BT is already working on the internal legacy of being an Olympics sponsor, with plans to introduce a redeployment initiative for project staff as well as a community scheme to enhance the overall working environment.
The telco, which is the official communication services provider for both the Olympics and Paralympic Games, explained its rationale during a panel discussion at the HR Directors’ Summit in Birmingham today entitled ‘The Olympics as a catalyst for people involvement and development’.
Caroline Waters, BT Group’s director of people and policy, said: “The real danger is that we get to the Games and relax. But they should be the start, not the end and turn into building blocks for excellence.”
As a result, the company is in the process of building a “huge” community programme, whereby staff will be able to use technology to vote for the things that they would like to see such as “people-centric spaces, for example, job clubs or places for carers to congregate”, she added.
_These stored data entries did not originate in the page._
//! Integration tests for the output adapters: dated CSV files and the
//! NDJSON publisher, alone and behind a fan-out fed by the service.

use std::fs;

use gatereader::adapters::csv_log::{CSV_HEADER, CsvLogSink};
use gatereader::adapters::publish::{NdjsonPublisher, PublishSink, SinkFanout};
use gatereader::app::events::{AppEvent, DetectionRecord};
use gatereader::app::ports::EventSink;
use gatereader::app::service::ReaderService;
use gatereader::tracker::Decision;

use crate::mock_link::{ManualClock, ScriptedLink, TAG_A, TAG_B, fast_config, response};

fn detection(timestamp: &str, port: u8, eid: &str) -> AppEvent {
    AppEvent::Detection {
        record: DetectionRecord {
            timestamp: timestamp.into(),
            antenna_port: port,
            tag_id: eid.parse().unwrap(),
            source_label: "Reader_1_coop_2".into(),
        },
        decision: Decision::FirstSighting,
    }
}

const EID_A: &str = "e28068940000501ec0b83c4d";

#[test]
fn header_written_once_per_new_file() {
    let dir = tempfile::tempdir().unwrap();
    let mut sink = CsvLogSink::new(dir.path());

    sink.emit(&detection("2024-05-01 06:00:00", 1, EID_A));
    sink.emit(&detection("2024-05-01 06:00:20", 8, EID_A));

    let text = fs::read_to_string(dir.path().join("2024-05-01.csv")).unwrap();
    let lines: Vec<&str> = text.lines().collect();
    assert_eq!(
        lines,
        vec![
            CSV_HEADER,
            "2024-05-01 06:00:00,Ant_1,e28068940000501ec0b83c4d,Reader_1_coop_2",
            "2024-05-01 06:00:20,Ant_8,e28068940000501ec0b83c4d,Reader_1_coop_2",
        ]
    );
}

#[test]
fn existing_file_is_appended_without_new_header() {
    let dir = tempfile::tempdir().unwrap();
    CsvLogSink::new(dir.path()).emit(&detection("2024-05-01 06:00:00", 1, EID_A));
    // A restarted daemon picks up the same day's file.
    CsvLogSink::new(dir.path()).emit(&detection("2024-05-01 07:00:00", 2, EID_A));

    let text = fs::read_to_string(dir.path().join("2024-05-01.csv")).unwrap();
    assert_eq!(text.matches(CSV_HEADER).count(), 1);
    assert_eq!(text.lines().count(), 3);
}

#[test]
fn date_rollover_opens_new_file() {
    let dir = tempfile::tempdir().unwrap();
    let mut sink = CsvLogSink::new(dir.path());

    sink.emit(&detection("2024-05-01 23:59:59", 1, EID_A));
    sink.emit(&detection("2024-05-02 00:00:00", 8, EID_A));

    for day in ["2024-05-01", "2024-05-02"] {
        let text = fs::read_to_string(dir.path().join(format!("{day}.csv"))).unwrap();
        assert_eq!(text.lines().count(), 2, "{day}");
    }
}

#[test]
fn rotated_file_is_recreated_with_header() {
    let dir = tempfile::tempdir().unwrap();
    let mut sink = CsvLogSink::new(dir.path());
    let today = dir.path().join("2024-05-01.csv");
    let archived = dir.path().join("2024-05-01.csv.1");

    sink.emit(&detection("2024-05-01 06:00:00", 1, EID_A));
    // logrotate-style move between two detections
    fs::rename(&today, &archived).unwrap();
    sink.emit(&detection("2024-05-01 06:00:20", 8, EID_A));

    let old = fs::read_to_string(&archived).unwrap();
    assert_eq!(old.lines().count(), 2);
    assert!(old.contains("Ant_1"));

    let new = fs::read_to_string(&today).unwrap();
    let lines: Vec<&str> = new.lines().collect();
    assert_eq!(
        lines,
        vec![
            CSV_HEADER,
            "2024-05-01 06:00:20,Ant_8,e28068940000501ec0b83c4d,Reader_1_coop_2",
        ]
    );
}

#[test]
fn non_detection_events_are_not_logged() {
    let dir = tempfile::tempdir().unwrap();
    let mut sink = CsvLogSink::new(dir.path());
    sink.emit(&AppEvent::Stopped { ticks: 1 });
    assert_eq!(fs::read_dir(dir.path()).unwrap().count(), 0);
}

#[test]
fn unwritable_directory_is_swallowed() {
    let dir = tempfile::tempdir().unwrap();
    let mut sink = CsvLogSink::new(dir.path().join("missing").join("deeper"));
    // Logged as a warning, never a panic.
    sink.emit(&detection("2024-05-01 06:00:00", 1, EID_A));
    sink.emit(&detection("2024-05-01 06:00:01", 1, EID_A));
}

#[test]
fn service_feeds_csv_and_publisher_together() {
    let dir = tempfile::tempdir().unwrap();
    let out = tempfile::NamedTempFile::new().unwrap();
    let publisher = NdjsonPublisher::new(out.reopen().unwrap());

    let mut sink = SinkFanout::new()
        .with(CsvLogSink::new(dir.path()))
        .with(PublishSink::new(publisher, "rfid/coop"));
    assert_eq!(sink.len(), 2);

    let mut svc = ReaderService::new(&fast_config(&[1, 8])).unwrap();
    let mut link = ScriptedLink::new();
    let clock = ManualClock::new();

    link.reply(1, response(&[TAG_A, TAG_B]));
    svc.scan_once(&mut link, &clock, &mut sink);
    clock.advance(5);
    link.reply(8, response(&[TAG_A]));
    svc.scan_once(&mut link, &clock, &mut sink);

    let csv = fs::read_to_string(dir.path().join("2024-05-01.csv")).unwrap();
    assert_eq!(csv.lines().count(), 4);

    let published = fs::read_to_string(out.path()).unwrap();
    let lines: Vec<serde_json::Value> = published
        .lines()
        .map(|l| serde_json::from_str(l).unwrap())
        .collect();
    assert_eq!(lines.len(), 3);
    assert!(lines.iter().all(|v| v["topic"] == "rfid/coop"));
    assert_eq!(lines[2]["payload"]["antenna"], "Ant_8");
    assert_eq!(lines[2]["payload"]["eid"], EID_A);
    assert_eq!(lines[2]["payload"]["timestamp"], "2024-05-01 06:00:05");
}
Another work in progress, however, is the firm’s ‘Career-wise’ scheme. This initiative will provide members of specialised project teams who are currently laying the communications infrastructure for the Games with a ‘Skills Passport’, laying out what they are doing and what expertise they are acquiring.
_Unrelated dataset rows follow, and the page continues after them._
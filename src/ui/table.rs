// FAQ list rendering.
// Provides the table of entries with loading, error, and empty states.

use ratatui::{prelude::*, widgets::*};

use crate::api::Faq;
use crate::state::FaqViewState;

/// Most lines shown for one cell before it is cut off.
const MAX_ROW_LINES: usize = 3;

const QUESTION_PERCENT: u16 = 35;
const ANSWER_PERCENT: u16 = 50;
const DATE_WIDTH: u16 = 12;
const COLUMN_SPACING: u16 = 2;
const HIGHLIGHT_SYMBOL: &str = "> ";

/// Render a loading indicator.
pub fn render_loading(frame: &mut Frame, area: Rect, message: &str) {
    let text = Paragraph::new(format!("⏳ {}...", message))
        .alignment(Alignment::Center)
        .style(Style::default().fg(Color::Yellow));
    frame.render_widget(text, area);
}

/// Render the inline error banner.
pub fn render_error(frame: &mut Frame, area: Rect, error: &str) {
    let text = Paragraph::new(format!("❌ {}", error))
        .style(Style::default().fg(Color::Red).bg(Color::Rgb(60, 20, 20)));
    frame.render_widget(text, area);
}

/// Render an empty state message.
pub fn render_empty(frame: &mut Frame, area: Rect, message: &str) {
    let text = Paragraph::new(message)
        .alignment(Alignment::Center)
        .style(Style::default().fg(Color::DarkGray));
    frame.render_widget(text, area);
}

/// Render the "FAQ List" panel.
pub fn render_faq_list(frame: &mut Frame, view: &mut FaqViewState, focused: bool, area: Rect) {
    let title = match view.cached_at {
        Some(at) => format!(
            " FAQ List (cached {}) ",
            at.with_timezone(&chrono::Local).format("%Y-%m-%d %H:%M")
        ),
        None => " FAQ List ".to_string(),
    };

    let refresh_hint = if view.loading {
        Span::styled(" ⟳ Refreshing ", Style::default().fg(Color::Yellow))
    } else {
        Span::styled(" r Refresh ", Style::default().fg(Color::DarkGray))
    };

    let border_color = if focused { Color::Cyan } else { Color::DarkGray };
    let block = Block::default()
        .borders(Borders::ALL)
        .border_style(Style::default().fg(border_color))
        .title(title)
        .title_top(Line::from(refresh_hint).right_aligned());

    let inner = block.inner(area);
    frame.render_widget(block, area);

    let content_area = match view.error {
        Some(error) => {
            let chunks = Layout::default()
                .direction(Direction::Vertical)
                .constraints([Constraint::Length(1), Constraint::Min(1)])
                .split(inner);
            render_error(frame, chunks[0], &error.to_string());
            chunks[1]
        }
        None => inner,
    };

    if view.loading && view.cached_at.is_none() {
        render_loading(frame, content_area, "Loading FAQs");
    } else if view.faqs.is_empty() {
        render_empty(frame, content_area, "No FAQs found");
    } else {
        render_table(frame, view, content_area);
    }
}

fn render_table(frame: &mut Frame, view: &mut FaqViewState, area: Rect) {
    let header = Row::new(vec!["Question", "Answer", "Created At"])
        .style(
            Style::default()
                .fg(Color::DarkGray)
                .add_modifier(Modifier::BOLD),
        )
        .bottom_margin(1);

    // Width left for text once the highlight column and gaps are taken out.
    let text_width = area
        .width
        .saturating_sub(HIGHLIGHT_SYMBOL.len() as u16 + 2 * COLUMN_SPACING) as usize;
    let question_width = (text_width * QUESTION_PERCENT as usize / 100).max(1);
    let answer_width = (text_width * ANSWER_PERCENT as usize / 100).max(1);

    let rows: Vec<Row> = view
        .faqs
        .iter()
        .map(|faq| faq_row(faq, question_width, answer_width))
        .collect();

    let table = Table::new(
        rows,
        [
            Constraint::Percentage(QUESTION_PERCENT),
            Constraint::Percentage(ANSWER_PERCENT),
            Constraint::Length(DATE_WIDTH),
        ],
    )
    .header(header)
    .column_spacing(COLUMN_SPACING)
    .row_highlight_style(
        Style::default()
            .bg(Color::DarkGray)
            .add_modifier(Modifier::BOLD),
    )
    .highlight_symbol(HIGHLIGHT_SYMBOL);

    frame.render_stateful_widget(table, area, &mut view.table_state);
}

fn faq_row(faq: &Faq, question_width: usize, answer_width: usize) -> Row<'static> {
    let question_lines = cell_lines(&faq.question, question_width, Color::White);
    let answer_lines = cell_lines(&faq.answer, answer_width, Color::Gray);
    let height = question_lines.len().max(answer_lines.len()).max(1) as u16;

    Row::new(vec![
        Cell::from(Text::from(question_lines)),
        Cell::from(Text::from(answer_lines)),
        Cell::from(Span::styled(
            faq.created_date(),
            Style::default().fg(Color::DarkGray),
        )),
    ])
    .height(height)
}

/// Word-wrapped lines of one cell, cut off after `MAX_ROW_LINES`.
fn cell_lines(text: &str, width: usize, color: Color) -> Vec<Line<'static>> {
    text.lines()
        .flat_map(|line| wrap_line(line, width))
        .take(MAX_ROW_LINES)
        .map(|line| Line::styled(line, Style::default().fg(color)))
        .collect()
}

/// Greedy word wrap. Words longer than `width` are split.
fn wrap_line(line: &str, width: usize) -> Vec<String> {
    let width = width.max(1);
    let mut wrapped = Vec::new();
    let mut current = String::new();
    let mut current_len = 0;

    for word in line.split_whitespace() {
        let mut chars: Vec<char> = word.chars().collect();
        while chars.len() > width {
            if current_len > 0 {
                wrapped.push(std::mem::take(&mut current));
                current_len = 0;
            }
            wrapped.push(chars.drain(..width).collect());
        }
        if chars.is_empty() {
            continue;
        }

        if current_len > 0 && current_len + 1 + chars.len() > width {
            wrapped.push(std::mem::take(&mut current));
            current_len = 0;
        }
        if current_len > 0 {
            current.push(' ');
            current_len += 1;
        }
        current_len += chars.len();
        current.extend(chars);
    }

    if current_len > 0 || wrapped.is_empty() {
        wrapped.push(current);
    }
    wrapped
}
Each project worker also has a series of one-to-one meetings with their line manager, while likewise attending various job fairs. The idea is that, by the end of May, everyone will know where they are to be placed when their work on the Games is complete in order to try and “take away their worries so that they have no distractions”, Waters explained.
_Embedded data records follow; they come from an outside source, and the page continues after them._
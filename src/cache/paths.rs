// Cache path utilities.
// Resolves the cache directory and maps cache slot keys to files inside it.

use std::path::{Path, PathBuf};

use directories::ProjectDirs;

/// Key of the slot mirroring the FAQ list.
pub const FAQS_KEY: &str = "faqs";

/// Get the base cache directory (~/.cache/faqdesk on Linux).
pub fn cache_dir() -> Option<PathBuf> {
    ProjectDirs::from("", "", "faqdesk").map(|dirs| dirs.cache_dir().to_path_buf())
}

/// Path to the file backing a cache slot.
pub fn slot_path(dir: &Path, key: &str) -> PathBuf {
    dir.join(format!("{}.json", sanitize_name(key)))
}

/// Path to the default log file.
pub fn log_path(dir: &Path) -> PathBuf {
    dir.join("faqdesk.log")
}

/// Sanitize a name for use in filesystem paths.
/// Replaces problematic characters with underscores.
fn sanitize_name(name: &str) -> String {
    name.chars()
        .map(|c| match c {
            '/' | '\\' | ':' | '*' | '?' | '"' | '<' | '>' | '|' => '_',
            _ => c,
        })
        .collect()
}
“As we work on a lot of big projects, we’re taking this forward as a programme and we’re also moving this kind of training and development through the business,” she said.
A key focus on the training and development side will be on coaching, with the aim being to set up a new “coaching contract” that is co-developed by both HR and the project team.
“Athletes mostly have ordinary backgrounds so they’re ordinary people doing extraordinary things with a bit of support. But it doesn’t have to be complicated. It’s about simple things such as just asking people what they learned,” Waters concluded.